## Input records
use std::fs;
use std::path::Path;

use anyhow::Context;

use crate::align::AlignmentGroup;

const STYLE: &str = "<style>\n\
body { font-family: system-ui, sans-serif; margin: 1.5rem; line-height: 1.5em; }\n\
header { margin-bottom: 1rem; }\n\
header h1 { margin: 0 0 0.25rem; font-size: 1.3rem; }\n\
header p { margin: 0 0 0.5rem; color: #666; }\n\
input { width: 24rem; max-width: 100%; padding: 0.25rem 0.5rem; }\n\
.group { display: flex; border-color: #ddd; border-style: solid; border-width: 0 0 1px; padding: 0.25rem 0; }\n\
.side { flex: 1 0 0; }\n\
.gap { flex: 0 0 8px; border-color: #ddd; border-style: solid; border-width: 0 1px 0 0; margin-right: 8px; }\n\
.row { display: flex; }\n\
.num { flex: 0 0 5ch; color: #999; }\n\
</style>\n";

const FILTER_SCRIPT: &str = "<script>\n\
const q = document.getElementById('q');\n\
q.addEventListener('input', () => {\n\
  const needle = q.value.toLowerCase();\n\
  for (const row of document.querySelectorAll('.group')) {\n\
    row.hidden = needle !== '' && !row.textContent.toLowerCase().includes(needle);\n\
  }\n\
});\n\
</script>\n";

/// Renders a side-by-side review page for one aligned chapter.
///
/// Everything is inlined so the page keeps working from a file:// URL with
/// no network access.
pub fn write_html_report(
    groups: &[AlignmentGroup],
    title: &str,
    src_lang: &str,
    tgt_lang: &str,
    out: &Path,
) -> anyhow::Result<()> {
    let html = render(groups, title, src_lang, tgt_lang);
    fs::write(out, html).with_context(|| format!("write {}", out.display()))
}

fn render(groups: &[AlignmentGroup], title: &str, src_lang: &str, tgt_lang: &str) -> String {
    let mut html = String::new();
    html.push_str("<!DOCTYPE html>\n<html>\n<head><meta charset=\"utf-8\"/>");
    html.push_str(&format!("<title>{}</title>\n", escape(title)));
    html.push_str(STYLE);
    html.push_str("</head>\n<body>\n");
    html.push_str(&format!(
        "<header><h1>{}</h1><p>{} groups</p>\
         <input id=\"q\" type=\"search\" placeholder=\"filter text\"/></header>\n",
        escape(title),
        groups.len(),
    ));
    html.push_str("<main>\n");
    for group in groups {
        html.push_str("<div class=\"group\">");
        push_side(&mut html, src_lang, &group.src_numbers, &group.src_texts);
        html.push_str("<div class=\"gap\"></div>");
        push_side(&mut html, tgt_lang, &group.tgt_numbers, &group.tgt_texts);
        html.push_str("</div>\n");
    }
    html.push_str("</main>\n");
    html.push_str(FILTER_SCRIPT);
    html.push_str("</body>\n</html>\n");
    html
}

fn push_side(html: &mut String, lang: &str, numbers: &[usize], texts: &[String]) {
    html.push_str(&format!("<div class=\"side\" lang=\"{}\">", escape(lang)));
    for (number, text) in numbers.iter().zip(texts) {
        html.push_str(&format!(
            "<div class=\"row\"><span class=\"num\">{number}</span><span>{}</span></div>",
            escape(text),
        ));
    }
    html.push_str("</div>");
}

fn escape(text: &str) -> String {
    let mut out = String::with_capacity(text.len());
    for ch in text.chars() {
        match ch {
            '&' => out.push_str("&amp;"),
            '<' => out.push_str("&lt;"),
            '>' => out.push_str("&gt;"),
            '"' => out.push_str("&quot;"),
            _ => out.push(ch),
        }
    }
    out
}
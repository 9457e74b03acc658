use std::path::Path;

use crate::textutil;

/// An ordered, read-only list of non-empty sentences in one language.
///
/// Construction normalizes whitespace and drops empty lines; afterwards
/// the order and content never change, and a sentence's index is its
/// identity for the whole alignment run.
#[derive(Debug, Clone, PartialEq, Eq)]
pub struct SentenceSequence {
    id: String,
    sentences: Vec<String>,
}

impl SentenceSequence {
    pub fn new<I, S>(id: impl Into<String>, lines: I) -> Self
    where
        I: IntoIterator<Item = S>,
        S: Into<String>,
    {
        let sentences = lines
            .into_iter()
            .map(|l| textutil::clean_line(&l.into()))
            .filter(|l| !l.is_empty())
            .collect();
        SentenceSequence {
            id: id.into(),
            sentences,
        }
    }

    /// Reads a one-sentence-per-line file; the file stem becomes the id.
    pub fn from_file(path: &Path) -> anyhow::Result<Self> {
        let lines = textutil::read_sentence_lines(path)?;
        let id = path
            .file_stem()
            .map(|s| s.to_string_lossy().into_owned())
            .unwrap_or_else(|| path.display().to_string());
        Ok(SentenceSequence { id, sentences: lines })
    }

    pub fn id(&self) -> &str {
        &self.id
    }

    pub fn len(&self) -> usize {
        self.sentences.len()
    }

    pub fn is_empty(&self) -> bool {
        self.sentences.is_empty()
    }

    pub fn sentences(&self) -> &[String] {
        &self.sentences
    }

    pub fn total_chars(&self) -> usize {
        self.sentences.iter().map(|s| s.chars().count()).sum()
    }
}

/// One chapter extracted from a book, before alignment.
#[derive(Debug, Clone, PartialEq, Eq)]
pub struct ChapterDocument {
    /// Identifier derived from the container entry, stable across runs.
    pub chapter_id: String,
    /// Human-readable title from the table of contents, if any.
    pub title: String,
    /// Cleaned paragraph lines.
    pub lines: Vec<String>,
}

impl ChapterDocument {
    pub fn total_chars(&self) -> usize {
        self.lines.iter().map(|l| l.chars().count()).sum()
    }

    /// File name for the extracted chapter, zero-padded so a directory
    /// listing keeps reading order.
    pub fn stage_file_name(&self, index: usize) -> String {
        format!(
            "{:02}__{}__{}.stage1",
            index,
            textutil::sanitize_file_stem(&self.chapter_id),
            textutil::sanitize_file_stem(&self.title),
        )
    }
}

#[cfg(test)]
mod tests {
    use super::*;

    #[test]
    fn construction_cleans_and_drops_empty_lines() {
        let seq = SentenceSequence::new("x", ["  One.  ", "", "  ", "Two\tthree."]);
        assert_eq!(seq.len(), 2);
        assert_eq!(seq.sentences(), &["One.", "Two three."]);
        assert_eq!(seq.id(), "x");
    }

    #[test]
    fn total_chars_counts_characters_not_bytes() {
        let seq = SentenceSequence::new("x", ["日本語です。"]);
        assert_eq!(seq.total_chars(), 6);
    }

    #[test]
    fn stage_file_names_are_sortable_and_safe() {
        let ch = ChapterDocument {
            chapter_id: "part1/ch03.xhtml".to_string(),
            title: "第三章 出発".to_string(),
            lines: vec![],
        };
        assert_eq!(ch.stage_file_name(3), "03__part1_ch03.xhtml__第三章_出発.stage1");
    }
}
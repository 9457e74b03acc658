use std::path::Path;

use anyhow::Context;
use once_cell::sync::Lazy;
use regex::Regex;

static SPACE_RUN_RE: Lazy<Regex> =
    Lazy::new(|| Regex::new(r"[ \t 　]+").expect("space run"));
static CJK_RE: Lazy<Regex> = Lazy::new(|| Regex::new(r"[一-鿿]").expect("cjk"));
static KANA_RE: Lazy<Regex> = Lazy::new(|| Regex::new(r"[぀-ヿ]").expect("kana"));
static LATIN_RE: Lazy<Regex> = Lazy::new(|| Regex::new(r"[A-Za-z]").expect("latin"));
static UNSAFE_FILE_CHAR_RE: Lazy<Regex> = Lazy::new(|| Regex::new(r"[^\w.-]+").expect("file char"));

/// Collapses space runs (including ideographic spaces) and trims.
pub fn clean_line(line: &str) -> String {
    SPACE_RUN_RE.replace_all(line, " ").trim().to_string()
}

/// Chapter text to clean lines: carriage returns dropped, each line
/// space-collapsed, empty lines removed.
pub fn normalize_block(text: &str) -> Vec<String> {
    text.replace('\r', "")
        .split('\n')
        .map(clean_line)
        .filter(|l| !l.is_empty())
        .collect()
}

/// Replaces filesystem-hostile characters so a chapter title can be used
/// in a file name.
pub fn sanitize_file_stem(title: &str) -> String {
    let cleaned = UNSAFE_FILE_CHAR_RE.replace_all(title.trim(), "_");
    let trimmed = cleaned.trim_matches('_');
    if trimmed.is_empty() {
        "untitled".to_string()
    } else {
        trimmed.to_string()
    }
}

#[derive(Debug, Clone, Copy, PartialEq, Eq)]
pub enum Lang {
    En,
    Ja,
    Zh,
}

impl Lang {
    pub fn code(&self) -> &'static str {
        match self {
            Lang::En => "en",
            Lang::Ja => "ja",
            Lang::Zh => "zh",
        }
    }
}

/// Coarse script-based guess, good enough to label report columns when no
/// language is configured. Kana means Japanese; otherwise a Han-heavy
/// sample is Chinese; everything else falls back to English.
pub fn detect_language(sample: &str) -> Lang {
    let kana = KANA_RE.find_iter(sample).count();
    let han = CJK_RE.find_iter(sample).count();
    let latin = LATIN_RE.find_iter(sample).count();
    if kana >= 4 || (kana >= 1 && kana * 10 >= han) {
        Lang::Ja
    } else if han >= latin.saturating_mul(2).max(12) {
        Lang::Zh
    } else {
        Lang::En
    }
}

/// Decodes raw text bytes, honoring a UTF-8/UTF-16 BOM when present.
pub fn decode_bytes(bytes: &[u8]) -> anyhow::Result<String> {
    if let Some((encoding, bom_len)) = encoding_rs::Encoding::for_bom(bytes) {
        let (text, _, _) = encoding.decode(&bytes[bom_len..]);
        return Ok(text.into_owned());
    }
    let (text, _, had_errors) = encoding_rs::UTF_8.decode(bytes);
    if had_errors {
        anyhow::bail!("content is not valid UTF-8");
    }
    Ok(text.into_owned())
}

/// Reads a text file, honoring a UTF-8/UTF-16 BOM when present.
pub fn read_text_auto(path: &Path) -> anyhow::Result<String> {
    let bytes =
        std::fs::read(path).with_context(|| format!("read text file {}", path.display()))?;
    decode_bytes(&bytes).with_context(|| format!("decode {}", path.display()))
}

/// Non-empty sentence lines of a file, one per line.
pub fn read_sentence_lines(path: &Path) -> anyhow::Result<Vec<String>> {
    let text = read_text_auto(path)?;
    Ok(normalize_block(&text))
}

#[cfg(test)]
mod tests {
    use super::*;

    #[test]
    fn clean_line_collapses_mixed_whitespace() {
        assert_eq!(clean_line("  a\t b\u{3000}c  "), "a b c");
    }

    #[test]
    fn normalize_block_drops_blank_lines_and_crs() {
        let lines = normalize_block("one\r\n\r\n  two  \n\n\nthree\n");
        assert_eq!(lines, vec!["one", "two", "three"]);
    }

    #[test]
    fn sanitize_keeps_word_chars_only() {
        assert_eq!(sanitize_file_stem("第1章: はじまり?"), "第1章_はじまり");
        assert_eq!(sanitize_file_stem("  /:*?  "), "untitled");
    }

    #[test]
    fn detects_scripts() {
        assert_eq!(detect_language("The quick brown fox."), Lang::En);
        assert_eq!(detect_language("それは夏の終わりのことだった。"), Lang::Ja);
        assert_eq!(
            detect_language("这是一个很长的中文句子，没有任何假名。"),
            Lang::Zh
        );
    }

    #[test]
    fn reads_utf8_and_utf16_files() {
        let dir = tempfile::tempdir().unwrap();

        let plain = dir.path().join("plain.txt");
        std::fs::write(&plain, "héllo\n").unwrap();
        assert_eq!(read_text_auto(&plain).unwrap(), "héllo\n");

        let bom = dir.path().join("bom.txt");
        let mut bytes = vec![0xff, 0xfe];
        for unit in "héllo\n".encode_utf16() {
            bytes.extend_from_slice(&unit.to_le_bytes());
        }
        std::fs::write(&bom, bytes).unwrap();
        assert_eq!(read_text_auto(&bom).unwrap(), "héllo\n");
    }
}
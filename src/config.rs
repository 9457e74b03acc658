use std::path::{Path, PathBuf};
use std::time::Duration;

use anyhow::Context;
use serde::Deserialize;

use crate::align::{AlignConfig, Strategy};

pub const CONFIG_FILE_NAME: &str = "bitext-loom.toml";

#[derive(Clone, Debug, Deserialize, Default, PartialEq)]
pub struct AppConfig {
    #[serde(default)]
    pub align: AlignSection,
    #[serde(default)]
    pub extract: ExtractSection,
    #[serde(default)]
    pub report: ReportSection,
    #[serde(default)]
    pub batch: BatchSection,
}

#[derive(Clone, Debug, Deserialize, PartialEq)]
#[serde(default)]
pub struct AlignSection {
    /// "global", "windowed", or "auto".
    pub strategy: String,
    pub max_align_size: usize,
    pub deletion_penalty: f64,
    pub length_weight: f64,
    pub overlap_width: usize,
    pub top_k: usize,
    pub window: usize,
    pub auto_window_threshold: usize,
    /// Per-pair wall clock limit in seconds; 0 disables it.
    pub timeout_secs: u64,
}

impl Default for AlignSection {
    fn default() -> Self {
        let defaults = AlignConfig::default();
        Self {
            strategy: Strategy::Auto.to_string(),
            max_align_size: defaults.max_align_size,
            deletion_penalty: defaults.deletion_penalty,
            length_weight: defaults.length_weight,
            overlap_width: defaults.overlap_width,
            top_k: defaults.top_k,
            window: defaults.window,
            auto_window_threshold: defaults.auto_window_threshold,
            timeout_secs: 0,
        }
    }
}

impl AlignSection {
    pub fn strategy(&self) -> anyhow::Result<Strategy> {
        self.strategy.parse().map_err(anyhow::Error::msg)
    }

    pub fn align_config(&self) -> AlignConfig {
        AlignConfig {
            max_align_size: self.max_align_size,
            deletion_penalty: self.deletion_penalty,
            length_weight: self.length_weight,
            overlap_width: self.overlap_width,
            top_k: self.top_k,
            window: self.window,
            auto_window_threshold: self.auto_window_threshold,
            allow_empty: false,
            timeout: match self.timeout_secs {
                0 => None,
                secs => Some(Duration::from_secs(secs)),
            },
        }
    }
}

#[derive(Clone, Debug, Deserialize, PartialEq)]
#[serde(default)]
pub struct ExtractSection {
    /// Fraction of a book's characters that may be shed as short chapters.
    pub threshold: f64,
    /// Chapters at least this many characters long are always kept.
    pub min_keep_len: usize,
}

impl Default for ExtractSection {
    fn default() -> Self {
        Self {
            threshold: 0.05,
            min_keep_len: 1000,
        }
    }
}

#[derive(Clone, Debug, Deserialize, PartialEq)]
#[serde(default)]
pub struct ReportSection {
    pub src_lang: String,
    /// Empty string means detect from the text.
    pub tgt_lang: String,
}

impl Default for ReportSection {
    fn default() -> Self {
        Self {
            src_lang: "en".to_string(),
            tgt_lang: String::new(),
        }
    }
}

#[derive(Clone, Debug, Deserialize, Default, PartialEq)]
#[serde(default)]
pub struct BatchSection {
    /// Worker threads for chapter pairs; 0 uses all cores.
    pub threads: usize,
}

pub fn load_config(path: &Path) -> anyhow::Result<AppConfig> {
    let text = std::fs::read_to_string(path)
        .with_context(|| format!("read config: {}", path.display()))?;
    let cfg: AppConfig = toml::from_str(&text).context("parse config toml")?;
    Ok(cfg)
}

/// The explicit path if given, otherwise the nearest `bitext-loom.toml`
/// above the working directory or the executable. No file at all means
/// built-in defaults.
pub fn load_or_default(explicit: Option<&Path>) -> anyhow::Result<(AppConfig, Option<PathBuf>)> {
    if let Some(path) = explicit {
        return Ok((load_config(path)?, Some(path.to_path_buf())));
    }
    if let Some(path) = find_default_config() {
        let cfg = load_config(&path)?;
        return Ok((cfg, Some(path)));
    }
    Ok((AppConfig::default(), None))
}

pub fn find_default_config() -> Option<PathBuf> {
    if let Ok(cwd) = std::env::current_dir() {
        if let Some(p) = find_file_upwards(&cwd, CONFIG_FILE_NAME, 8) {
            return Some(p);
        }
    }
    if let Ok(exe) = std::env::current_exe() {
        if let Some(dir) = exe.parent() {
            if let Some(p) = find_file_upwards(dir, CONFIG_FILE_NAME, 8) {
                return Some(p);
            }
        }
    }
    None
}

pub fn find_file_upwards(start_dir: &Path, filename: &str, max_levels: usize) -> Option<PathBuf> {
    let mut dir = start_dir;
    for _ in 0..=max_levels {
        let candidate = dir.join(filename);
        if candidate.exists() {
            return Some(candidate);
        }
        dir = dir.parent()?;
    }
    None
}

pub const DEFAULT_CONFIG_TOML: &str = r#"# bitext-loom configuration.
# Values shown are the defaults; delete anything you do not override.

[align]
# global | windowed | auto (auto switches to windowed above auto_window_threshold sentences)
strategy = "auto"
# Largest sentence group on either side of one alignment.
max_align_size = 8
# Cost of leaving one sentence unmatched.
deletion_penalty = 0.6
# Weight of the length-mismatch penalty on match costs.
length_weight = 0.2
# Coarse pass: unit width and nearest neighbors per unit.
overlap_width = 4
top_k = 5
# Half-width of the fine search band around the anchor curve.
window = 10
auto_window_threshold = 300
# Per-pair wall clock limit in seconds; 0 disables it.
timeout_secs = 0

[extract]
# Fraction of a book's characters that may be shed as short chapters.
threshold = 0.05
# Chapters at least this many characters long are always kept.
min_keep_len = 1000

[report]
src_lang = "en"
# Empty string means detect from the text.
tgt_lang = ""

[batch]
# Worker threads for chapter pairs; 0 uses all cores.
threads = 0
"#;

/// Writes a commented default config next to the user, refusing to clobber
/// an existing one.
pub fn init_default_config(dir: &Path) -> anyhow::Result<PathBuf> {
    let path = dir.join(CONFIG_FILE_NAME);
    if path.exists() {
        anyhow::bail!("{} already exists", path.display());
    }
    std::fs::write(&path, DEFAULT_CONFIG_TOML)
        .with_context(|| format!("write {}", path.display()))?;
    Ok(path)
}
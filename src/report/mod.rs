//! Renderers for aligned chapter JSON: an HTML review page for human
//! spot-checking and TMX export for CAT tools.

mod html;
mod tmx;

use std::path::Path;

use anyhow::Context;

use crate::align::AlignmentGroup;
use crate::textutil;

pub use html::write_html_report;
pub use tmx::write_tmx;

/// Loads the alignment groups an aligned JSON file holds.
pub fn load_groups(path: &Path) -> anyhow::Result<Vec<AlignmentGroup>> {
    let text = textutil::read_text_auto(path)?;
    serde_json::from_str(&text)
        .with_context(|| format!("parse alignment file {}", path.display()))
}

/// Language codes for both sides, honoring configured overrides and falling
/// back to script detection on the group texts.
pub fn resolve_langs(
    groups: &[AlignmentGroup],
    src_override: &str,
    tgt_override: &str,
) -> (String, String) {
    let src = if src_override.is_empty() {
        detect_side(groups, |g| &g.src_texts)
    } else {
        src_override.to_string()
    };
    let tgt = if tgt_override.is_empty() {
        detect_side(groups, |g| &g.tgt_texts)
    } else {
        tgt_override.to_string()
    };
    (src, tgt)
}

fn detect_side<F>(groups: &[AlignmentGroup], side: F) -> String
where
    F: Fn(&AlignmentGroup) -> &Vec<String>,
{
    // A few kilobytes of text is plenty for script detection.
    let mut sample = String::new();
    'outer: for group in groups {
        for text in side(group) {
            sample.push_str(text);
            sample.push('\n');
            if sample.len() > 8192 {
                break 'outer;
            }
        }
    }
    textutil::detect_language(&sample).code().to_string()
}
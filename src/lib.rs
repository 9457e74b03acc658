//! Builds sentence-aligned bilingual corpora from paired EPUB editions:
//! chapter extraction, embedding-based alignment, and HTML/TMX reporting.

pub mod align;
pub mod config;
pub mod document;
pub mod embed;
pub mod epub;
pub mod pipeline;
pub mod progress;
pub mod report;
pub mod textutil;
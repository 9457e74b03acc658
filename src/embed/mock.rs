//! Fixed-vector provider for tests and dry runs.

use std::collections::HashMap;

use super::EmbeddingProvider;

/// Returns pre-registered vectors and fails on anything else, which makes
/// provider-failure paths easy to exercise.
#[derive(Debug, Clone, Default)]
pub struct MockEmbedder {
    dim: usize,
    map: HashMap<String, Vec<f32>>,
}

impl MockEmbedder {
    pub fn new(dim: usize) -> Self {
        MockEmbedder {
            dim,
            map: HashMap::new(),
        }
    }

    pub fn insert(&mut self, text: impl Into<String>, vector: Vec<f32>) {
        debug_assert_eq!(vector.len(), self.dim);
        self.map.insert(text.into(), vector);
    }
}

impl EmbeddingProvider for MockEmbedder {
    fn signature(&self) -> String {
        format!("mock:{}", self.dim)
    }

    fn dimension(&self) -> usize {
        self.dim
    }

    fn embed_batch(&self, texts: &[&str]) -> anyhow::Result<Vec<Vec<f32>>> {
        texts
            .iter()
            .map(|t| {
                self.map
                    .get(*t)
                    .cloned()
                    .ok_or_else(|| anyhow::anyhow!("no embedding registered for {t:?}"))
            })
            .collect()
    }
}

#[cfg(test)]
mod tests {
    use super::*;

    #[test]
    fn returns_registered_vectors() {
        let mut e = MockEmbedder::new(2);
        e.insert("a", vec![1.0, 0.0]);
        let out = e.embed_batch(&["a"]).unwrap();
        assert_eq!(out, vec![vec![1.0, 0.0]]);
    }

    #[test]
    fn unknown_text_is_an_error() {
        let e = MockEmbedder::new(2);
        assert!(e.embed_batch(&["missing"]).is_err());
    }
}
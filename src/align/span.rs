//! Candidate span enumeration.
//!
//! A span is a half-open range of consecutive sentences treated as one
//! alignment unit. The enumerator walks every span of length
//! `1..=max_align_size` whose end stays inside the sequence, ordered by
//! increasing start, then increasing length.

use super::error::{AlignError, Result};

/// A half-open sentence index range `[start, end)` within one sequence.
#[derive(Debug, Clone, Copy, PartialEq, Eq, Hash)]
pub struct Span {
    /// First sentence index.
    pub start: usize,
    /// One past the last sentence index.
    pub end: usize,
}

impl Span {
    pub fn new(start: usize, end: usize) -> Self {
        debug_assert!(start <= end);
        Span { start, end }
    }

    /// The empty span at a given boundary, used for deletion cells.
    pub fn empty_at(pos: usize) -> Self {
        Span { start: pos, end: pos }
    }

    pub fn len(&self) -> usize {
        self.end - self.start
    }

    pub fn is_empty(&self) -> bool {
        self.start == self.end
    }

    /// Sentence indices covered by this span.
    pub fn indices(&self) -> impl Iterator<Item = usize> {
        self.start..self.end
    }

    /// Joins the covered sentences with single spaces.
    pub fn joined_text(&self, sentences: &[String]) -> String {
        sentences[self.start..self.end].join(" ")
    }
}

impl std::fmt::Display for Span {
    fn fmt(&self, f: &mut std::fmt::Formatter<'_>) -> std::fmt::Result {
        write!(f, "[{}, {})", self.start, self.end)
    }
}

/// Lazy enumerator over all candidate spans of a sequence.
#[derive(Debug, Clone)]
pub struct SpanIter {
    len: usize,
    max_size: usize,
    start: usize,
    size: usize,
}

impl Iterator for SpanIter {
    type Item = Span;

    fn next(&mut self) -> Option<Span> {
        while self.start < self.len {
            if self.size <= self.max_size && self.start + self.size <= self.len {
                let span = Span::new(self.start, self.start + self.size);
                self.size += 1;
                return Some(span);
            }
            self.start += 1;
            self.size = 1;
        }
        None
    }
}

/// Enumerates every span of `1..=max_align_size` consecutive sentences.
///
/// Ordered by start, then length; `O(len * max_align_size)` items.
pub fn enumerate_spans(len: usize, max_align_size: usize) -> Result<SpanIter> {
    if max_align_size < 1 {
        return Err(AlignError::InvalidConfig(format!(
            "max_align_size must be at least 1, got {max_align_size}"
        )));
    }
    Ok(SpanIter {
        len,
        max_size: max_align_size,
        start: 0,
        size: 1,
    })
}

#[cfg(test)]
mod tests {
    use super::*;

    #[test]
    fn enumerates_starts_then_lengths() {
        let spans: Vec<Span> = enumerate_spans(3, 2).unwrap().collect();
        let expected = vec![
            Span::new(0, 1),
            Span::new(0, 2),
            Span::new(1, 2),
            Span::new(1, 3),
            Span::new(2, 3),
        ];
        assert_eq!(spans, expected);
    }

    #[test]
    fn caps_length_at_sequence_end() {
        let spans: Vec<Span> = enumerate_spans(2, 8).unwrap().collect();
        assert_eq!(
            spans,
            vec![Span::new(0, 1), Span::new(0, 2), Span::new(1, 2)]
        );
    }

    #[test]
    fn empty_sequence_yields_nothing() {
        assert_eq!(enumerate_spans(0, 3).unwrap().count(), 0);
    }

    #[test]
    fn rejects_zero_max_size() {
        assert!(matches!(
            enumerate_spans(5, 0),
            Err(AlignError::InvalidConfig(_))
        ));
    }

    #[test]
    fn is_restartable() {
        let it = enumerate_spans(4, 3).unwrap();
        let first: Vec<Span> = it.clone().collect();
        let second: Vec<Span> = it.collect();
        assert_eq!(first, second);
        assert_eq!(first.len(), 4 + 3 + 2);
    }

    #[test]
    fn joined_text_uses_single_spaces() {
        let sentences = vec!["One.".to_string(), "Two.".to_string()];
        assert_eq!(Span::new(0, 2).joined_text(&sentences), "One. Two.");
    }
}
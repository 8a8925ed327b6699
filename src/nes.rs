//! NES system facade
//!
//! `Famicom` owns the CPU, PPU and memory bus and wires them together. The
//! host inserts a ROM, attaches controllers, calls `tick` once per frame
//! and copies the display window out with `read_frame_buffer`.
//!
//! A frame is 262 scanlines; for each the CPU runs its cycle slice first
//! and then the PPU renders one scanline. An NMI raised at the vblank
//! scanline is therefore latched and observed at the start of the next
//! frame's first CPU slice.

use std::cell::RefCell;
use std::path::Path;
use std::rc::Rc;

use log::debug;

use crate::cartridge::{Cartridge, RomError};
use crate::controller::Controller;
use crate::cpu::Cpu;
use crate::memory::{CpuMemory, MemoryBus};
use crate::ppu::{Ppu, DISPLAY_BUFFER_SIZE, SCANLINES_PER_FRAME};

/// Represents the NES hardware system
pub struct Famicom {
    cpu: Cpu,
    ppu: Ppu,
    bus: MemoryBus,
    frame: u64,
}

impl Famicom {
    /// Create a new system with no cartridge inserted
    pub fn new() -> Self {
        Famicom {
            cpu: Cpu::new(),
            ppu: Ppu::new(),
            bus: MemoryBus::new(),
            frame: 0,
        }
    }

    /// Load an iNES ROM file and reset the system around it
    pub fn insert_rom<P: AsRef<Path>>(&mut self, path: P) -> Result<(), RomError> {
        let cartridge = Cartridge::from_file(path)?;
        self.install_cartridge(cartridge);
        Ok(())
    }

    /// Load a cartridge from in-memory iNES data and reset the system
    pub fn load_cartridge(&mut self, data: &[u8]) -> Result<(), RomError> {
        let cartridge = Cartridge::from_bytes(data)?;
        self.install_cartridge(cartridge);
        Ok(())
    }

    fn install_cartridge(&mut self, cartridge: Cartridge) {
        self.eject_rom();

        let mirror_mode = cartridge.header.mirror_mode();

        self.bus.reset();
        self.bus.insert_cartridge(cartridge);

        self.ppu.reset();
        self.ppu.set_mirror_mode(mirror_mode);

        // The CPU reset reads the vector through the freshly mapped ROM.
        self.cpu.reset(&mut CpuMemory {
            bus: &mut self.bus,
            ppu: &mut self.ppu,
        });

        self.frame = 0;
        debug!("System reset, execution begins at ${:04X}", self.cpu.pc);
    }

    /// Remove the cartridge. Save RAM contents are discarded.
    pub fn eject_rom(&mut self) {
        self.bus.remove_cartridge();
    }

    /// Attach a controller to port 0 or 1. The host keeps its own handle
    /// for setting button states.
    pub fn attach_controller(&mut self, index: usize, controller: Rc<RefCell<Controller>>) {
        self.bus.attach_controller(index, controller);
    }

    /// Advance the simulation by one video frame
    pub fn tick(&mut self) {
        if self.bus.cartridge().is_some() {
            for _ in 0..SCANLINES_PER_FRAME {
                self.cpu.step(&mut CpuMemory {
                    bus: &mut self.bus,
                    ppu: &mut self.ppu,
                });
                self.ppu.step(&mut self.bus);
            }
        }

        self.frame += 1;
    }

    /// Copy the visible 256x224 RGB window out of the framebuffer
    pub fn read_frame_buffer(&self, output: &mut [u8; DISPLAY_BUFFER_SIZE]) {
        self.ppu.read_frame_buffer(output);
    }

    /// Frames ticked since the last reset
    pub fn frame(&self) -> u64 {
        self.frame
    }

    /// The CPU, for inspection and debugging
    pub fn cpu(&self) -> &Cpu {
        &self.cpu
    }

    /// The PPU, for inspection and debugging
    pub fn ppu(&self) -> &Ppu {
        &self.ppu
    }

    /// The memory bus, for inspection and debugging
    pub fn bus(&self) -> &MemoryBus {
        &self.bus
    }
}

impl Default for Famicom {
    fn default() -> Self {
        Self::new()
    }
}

## Goal of the exercise
Repeat exactly the lines above, starting with the first line of the records and finishing with the line holding "0 0 0.5rem;". Add no other line.

## Exercise response
use std::fs;
use std::path::Path;

use anyhow::Context;

use crate::align::AlignmentGroup;

const STYLE: &str = "<style>\n\
body { font-family: system-ui, sans-serif; margin: 1.5rem; line-height: 1.5em; }\n\
header { margin-bottom: 1rem; }\n\
header h1 { margin: 0 0 0.25rem; font-size: 1.3rem; }\n\
header p { margin: 0 0 0.5rem; color: #666; }\n\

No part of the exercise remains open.